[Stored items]
↓

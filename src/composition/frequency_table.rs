use super::BaseCounts;
use crate::{
    data::{
        err::{ConversionError, DistanceError},
        types::base::Base,
    },
    math::CheckedFloat,
};
use std::ops::Index;

/// Relative frequencies of `A`, `C`, `G`, and `T`.
///
/// Each frequency is the base's count divided by the *total* length of the
/// input, so gaps and ambiguity codes lower the frequencies without appearing
/// as keys. The four values only sum to one when the input is made entirely of
/// canonical bases.
#[derive(Copy, Clone, PartialEq, Debug)]
pub struct BaseFrequencies([f64; 4]);

impl BaseFrequencies {
    /// Converts counts into frequencies over [`BaseCounts::total`].
    ///
    /// # Errors
    ///
    /// Empty counts give a [`DomainError::DivisionByZero`].
    ///
    /// [`DomainError::DivisionByZero`]: crate::data::err::DomainError::DivisionByZero
    #[allow(clippy::cast_precision_loss)]
    pub fn from_counts(counts: &BaseCounts) -> Result<Self, DistanceError> {
        let total = counts.total() as f64;
        let mut out = [0.0; 4];
        for base in Base::ALL {
            out[base.index()] = (counts.get(base) as f64).checked_quotient(total)?;
        }
        Ok(BaseFrequencies(out))
    }

    /// The frequency of a base.
    #[inline]
    #[must_use]
    pub fn get(&self, base: Base) -> f64 {
        self.0[base.index()]
    }

    /// The frequency of the base written as `byte`, ignoring case.
    ///
    /// # Errors
    ///
    /// Bytes other than `ACGTacgt` are not keys of the table.
    #[inline]
    pub fn get_byte(&self, byte: u8) -> Result<f64, ConversionError> {
        Base::try_from(byte).map(|base| self.get(base))
    }

    /// Iterates over `(base, frequency)` pairs in `ACGT` order.
    pub fn iter(&self) -> impl Iterator<Item = (Base, f64)> + '_ {
        Base::ALL.into_iter().zip(self.0)
    }

    /// The sum of the four frequencies.
    #[inline]
    #[must_use]
    pub fn sum(&self) -> f64 {
        self.0.iter().sum()
    }

    /// The sum of the squared frequencies, the probability that two bases
    /// drawn at random are identical.
    #[inline]
    #[must_use]
    pub fn sum_of_squares(&self) -> f64 {
        self.0.iter().map(|f| f * f).sum()
    }

    /// GC content: the combined frequency of `C` and `G`.
    #[inline]
    #[must_use]
    pub fn gc_content(&self) -> f64 {
        self.get(Base::C) + self.get(Base::G)
    }

    /// Retrieves the frequencies as an array in `ACGT` order.
    #[inline]
    #[must_use]
    pub fn into_inner(self) -> [f64; 4] {
        self.0
    }
}

impl Index<Base> for BaseFrequencies {
    type Output = f64;

    #[inline]
    fn index(&self, base: Base) -> &f64 {
        &self.0[base.index()]
    }
}

/// Calculates the relative frequency of each canonical base in a sequence,
/// ignoring case.
///
/// # Example
/// ```
/// # use seqdist::{assert_fp_eq, composition::nt_frequency, data::types::base::Base};
/// let freqs = nt_frequency(b"ACGTaa-N").unwrap();
///
/// assert_fp_eq!(freqs[Base::A], 0.375);
/// assert_fp_eq!(freqs.get_byte(b't').unwrap(), 0.125);
/// assert_fp_eq!(freqs.sum(), 0.75);
/// ```
///
/// # Errors
///
/// An empty sequence has no frequencies and gives
/// [`DomainError::DivisionByZero`](crate::data::err::DomainError::DivisionByZero).
#[inline]
pub fn nt_frequency<Q: AsRef<[u8]> + ?Sized>(sequence: &Q) -> Result<BaseFrequencies, DistanceError> {
    BaseFrequencies::from_counts(&BaseCounts::from_seq(sequence))
}

/// Base frequencies over the concatenation of two sequences, without
/// allocating the concatenation.
///
/// # Errors
///
/// Both sequences being empty gives
/// [`DomainError::DivisionByZero`](crate::data::err::DomainError::DivisionByZero).
#[inline]
pub fn nt_frequency_combined<Q: AsRef<[u8]> + ?Sized, R: AsRef<[u8]> + ?Sized>(
    seq1: &Q, seq2: &R,
) -> Result<BaseFrequencies, DistanceError> {
    let mut counts = BaseCounts::from_seq(seq1);
    counts.tally_from_seq(seq2);
    BaseFrequencies::from_counts(&counts)
}

#[cfg(test)]
mod test {
    use super::*;
    use crate::{assert_fp_eq, data::err::DomainError};

    #[test]
    fn frequencies_sum_to_one() {
        let freqs = nt_frequency(b"GATTACAgattacaCCGGTTAA").unwrap();
        assert_fp_eq!(@absolute, freqs.sum(), 1.0, 1e-9);

        let expected = [8.0 / 22.0, 4.0 / 22.0, 4.0 / 22.0, 6.0 / 22.0];
        assert_fp_eq!(freqs.into_inner(), expected);
        for (base, f) in freqs.iter() {
            assert_fp_eq!(f, expected[base.index()]);
        }
    }

    #[test]
    fn gaps_and_ambiguity_count_toward_length() {
        let freqs = nt_frequency("AC-GTRYN").unwrap();
        assert_fp_eq!(freqs.sum(), 0.5);
        assert_fp_eq!(freqs.gc_content(), 0.25);
        assert_eq!(freqs.get_byte(b'R'), Err(ConversionError::InvalidSymbol(b'R')));
    }

    #[test]
    fn empty_sequence() {
        assert_eq!(nt_frequency(b""), Err(DistanceError::Domain(DomainError::DivisionByZero)));
        assert!(nt_frequency_combined(b"", b"A").is_ok());
    }

    #[test]
    fn combined_matches_concatenation() {
        let (s1, s2) = (b"AACGTT-".as_slice(), b"GGCCATN".as_slice());
        let concatenated = [s1, s2].concat();
        assert_eq!(nt_frequency_combined(s1, s2).unwrap(), nt_frequency(&concatenated).unwrap());
        assert_fp_eq!(nt_frequency(s1).unwrap().sum_of_squares(), 2.0 * (2.0f64 / 7.0).powi(2) + 2.0 * (1.0f64 / 7.0).powi(2));
    }
}
//! ## Sequence alphabets, conversions, and error types.
//!
//! ## IUPAC Standards
//!
//! Nucleotide complements follow the [IUPAC
//! definitions](https://www.bioinformatics.org/sms/iupac.html), including
//! ambiguous base calls: `R` ↔ `Y`, `K` ↔ `M`, `B` ↔ `V`, `D` ↔ `H`, while `S`,
//! `W`, and `N` are their own complements. `U` complements to `A`.
//!
//! Amino acid codes include the ambiguity codes `B` (`Asx`), `Z` (`Glx`), and
//! `X` (`Xaa`) as well as the stop `*` (`***`).
//!
//! ## Errors
//!
//! As a library, *seqdist* avoids making assumptions on the style of error
//! handling chosen by users, in particular by not adopting any error handling
//! crate as a dependency. Distance functions return [`DistanceError`], which
//! either reports sequences of different lengths or wraps a [`DomainError`]
//! when a closed-form estimate is undefined. Conversions and option parsing
//! return [`ConversionError`]. Binaries can use [`unwrap_or_fail`] to print the
//! message and exit.
//!
//! [`DistanceError`]: err::DistanceError
//! [`DomainError`]: err::DomainError
//! [`ConversionError`]: err::ConversionError
//! [`unwrap_or_fail`]: err::OrFail::unwrap_or_fail

#[cfg(feature = "fuzzing")]
pub mod arbitrary;
/// Reverse complements and amino acid code conversions.
pub mod convert;
/// A module with error types and convenience traits for handling [`Result`].
pub mod err;
/// A module for storing more fundamental types, like
/// [`Base`](self::types::base::Base).
pub mod types;

/// A private module for helper alphabets and maps that can be used within
/// public methods.
pub(crate) mod constants;

pub(crate) use constants::{alphas, mappings};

↑

EXERCISE GOAL ::
Type out the records above again, exactly the same.

OUTPUT FOR THIS TASK ::
filename src/composition/frequency_table.rs
use super::BaseCounts;
use crate::{
    data::{
        err::{ConversionError, DistanceError},
        types::base::Base,
    },
    math::CheckedFloat,
};
use std::ops::Index;

/// Relative frequencies of `A`, `C`, `G`, and `T`.
///
/// Each frequency is the base's count divided by the *total* length of the
/// input, so gaps and ambiguity codes lower the frequencies without appearing
/// as keys. The four values only sum to one when the input is made entirely of
/// canonical bases.
#[derive(Copy, Clone, PartialEq, Debug)]
pub struct BaseFrequencies([f64; 4]);

impl BaseFrequencies {
    /// Converts counts into frequencies over [`BaseCounts::total`].
    ///
    /// # Errors
    ///
    /// Empty counts give a [`DomainError::DivisionByZero`].
    ///
    /// [`DomainError::DivisionByZero`]: crate::data::err::DomainError::DivisionByZero
    #[allow(clippy::cast_precision_loss)]
    pub fn from_counts(counts: &BaseCounts) -> Result<Self, DistanceError> {
        let total = counts.total() as f64;
        let mut out = [0.0; 4];
        for base in Base::ALL {
            out[base.index()] = (counts.get(base) as f64).checked_quotient(total)?;
        }
        Ok(BaseFrequencies(out))
    }

    /// The frequency of a base.
    #[inline]
    #[must_use]
    pub fn get(&self, base: Base) -> f64 {
        self.0[base.index()]
    }

    /// The frequency of the base written as `byte`, ignoring case.
    ///
    /// # Errors
    ///
    /// Bytes other than `ACGTacgt` are not keys of the table.
    #[inline]
    pub fn get_byte(&self, byte: u8) -> Result<f64, ConversionError> {
        Base::try_from(byte).map(|base| self.get(base))
    }

    /// Iterates over `(base, frequency)` pairs in `ACGT` order.
    pub fn iter(&self) -> impl Iterator<Item = (Base, f64)> + '_ {
        Base::ALL.into_iter().zip(self.0)
    }

    /// The sum of the four frequencies.
    #[inline]
    #[must_use]
    pub fn sum(&self) -> f64 {
        self.0.iter().sum()
    }

    /// The sum of the squared frequencies, the probability that two bases
    /// drawn at random are identical.
    #[inline]
    #[must_use]
    pub fn sum_of_squares(&self) -> f64 {
        self.0.iter().map(|f| f * f).sum()
    }

    /// GC content: the combined frequency of `C` and `G`.
    #[inline]
    #[must_use]
    pub fn gc_content(&self) -> f64 {
        self.get(Base::C) + self.get(Base::G)
    }

    /// Retrieves the frequencies as an array in `ACGT` order.
    #[inline]
    #[must_use]
    pub fn into_inner(self) -> [f64; 4] {
        self.0
    }
}

impl Index<Base> for BaseFrequencies {
    type Output = f64;

    #[inline]
    fn index(&self, base: Base) -> &f64 {
        &self.0[base.index()]
    }
}

/// Calculates the relative frequency of each canonical base in a sequence,
/// ignoring case.
///
/// # Example
/// ```
/// # use seqdist::{assert_fp_eq, composition::nt_frequency, data::types::base::Base};
/// let freqs = nt_frequency(b"ACGTaa-N").unwrap();
///
/// assert_fp_eq!(freqs[Base::A], 0.375);
/// assert_fp_eq!(freqs.get_byte(b't').unwrap(), 0.125);
/// assert_fp_eq!(freqs.sum(), 0.75);
/// ```
///
/// # Errors
///
/// An empty sequence has no frequencies and gives
/// [`DomainError::DivisionByZero`](crate::data::err::DomainError::DivisionByZero).
#[inline]
pub fn nt_frequency<Q: AsRef<[u8]> + ?Sized>(sequence: &Q) -> Result<BaseFrequencies, DistanceError> {
    BaseFrequencies::from_counts(&BaseCounts::from_seq(sequence))
}

/// Base frequencies over the concatenation of two sequences, without
/// allocating the concatenation.
///
/// # Errors
///
/// Both sequences being empty gives
/// [`DomainError::DivisionByZero`](crate::data::err::DomainError::DivisionByZero).
#[inline]
pub fn nt_frequency_combined<Q: AsRef<[u8]> + ?Sized, R: AsRef<[u8]> + ?Sized>(
    seq1: &Q, seq2: &R,
) -> Result<BaseFrequencies, DistanceError> {
    let mut counts = BaseCounts::from_seq(seq1);
    counts.tally_from_seq(seq2);
    BaseFrequencies::from_counts(&counts)
}

#[cfg(test)]
mod test {
    use super::*;
    use crate::{assert_fp_eq, data::err::DomainError};

    #[test]
    fn frequencies_sum_to_one() {
        let freqs = nt_frequency(b"GATTACAgattacaCCGGTTAA").unwrap();
        assert_fp_eq!(@absolute, freqs.sum(), 1.0, 1e-9);

        let expected = [8.0 / 22.0, 4.0 / 22.0, 4.0 / 22.0, 6.0 / 22.0];
        assert_fp_eq!(freqs.into_inner(), expected);
        for (base, f) in freqs.iter() {
            assert_fp_eq!(f, expected[base.index()]);
        }
    }

    #[test]
    fn gaps_and_ambiguity_count_toward_length() {
        let freqs = nt_frequency("AC-GTRYN").unwrap();
        assert_fp_eq!(freqs.sum(), 0.5);
        assert_fp_eq!(freqs.gc_content(), 0.25);
        assert_eq!(freqs.get_byte(b'R'), Err(ConversionError::InvalidSymbol(b'R')));
    }

    #[test]
    fn empty_sequence() {
        assert_eq!(nt_frequency(b""), Err(DistanceError::Domain(DomainError::DivisionByZero)));
        assert!(nt_frequency_combined(b"", b"A").is_ok());
    }

    #[test]
    fn combined_matches_concatenation() {
        let (s1, s2) = (b"AACGTT-".as_slice(), b"GGCCATN".as_slice());
        let concatenated = [s1, s2].concat();
        assert_eq!(nt_frequency_combined(s1, s2).unwrap(), nt_frequency(&concatenated).unwrap());
        assert_fp_eq!(nt_frequency(s1).unwrap().sum_of_squares(), 2.0 * (2.0f64 / 7.0).powi(2) + 2.0 * (1.0f64 / 7.0).powi(2));
    }
}
//! ## Sequence alphabets, conversions, and error types.
//!
//! ## IUPAC Standards
//!
//! Nucleotide complements follow the [IUPAC
//! definitions](https://www.bioinformatics.org/sms/iupac.html), including
//! ambiguous base calls: `R` ↔ `Y`, `K` ↔ `M`, `B` ↔ `V`, `D` ↔ `H`, while `S`,
//! `W`, and `N` are their own complements. `U` complements to `A`.
//!
//! Amino acid codes include the ambiguity codes `B` (`Asx`), `Z` (`Glx`), and
//! `X` (`Xaa`) as well as the stop `*` (`***`).
//!
//! ## Errors
//!
//! As a library, *seqdist* avoids making assumptions on the style of error
//! handling chosen by users, in particular by not adopting any error handling
//! crate as a dependency. Distance functions return [`DistanceError`], which
//! either reports sequences of different lengths or wraps a [`DomainError`]
//! when a closed-form estimate is undefined. Conversions and option parsing
//! return [`ConversionError`]. Binaries can use [`unwrap_or_fail`] to print the
//! message and exit.
//!
//! [`DistanceError`]: err::DistanceError
//! [`DomainError`]: err::DomainError
//! [`ConversionError`]: err::ConversionError
//! [`unwrap_or_fail`]: err::OrFail::unwrap_or_fail

#[cfg(feature = "fuzzing")]
pub mod arbitrary;
/// Reverse complements and amino acid code conversions.
pub mod convert;
/// A module with error types and convenience traits for handling [`Result`].
pub mod err;
/// A module for storing more fundamental types, like
/// [`Base`](self::types::base::Base).
pub mod types;

/// A private module for helper alphabets and maps that can be used within
/// public methods.
pub(crate) mod constants;

pub(crate) use constants::{alphas, mappings};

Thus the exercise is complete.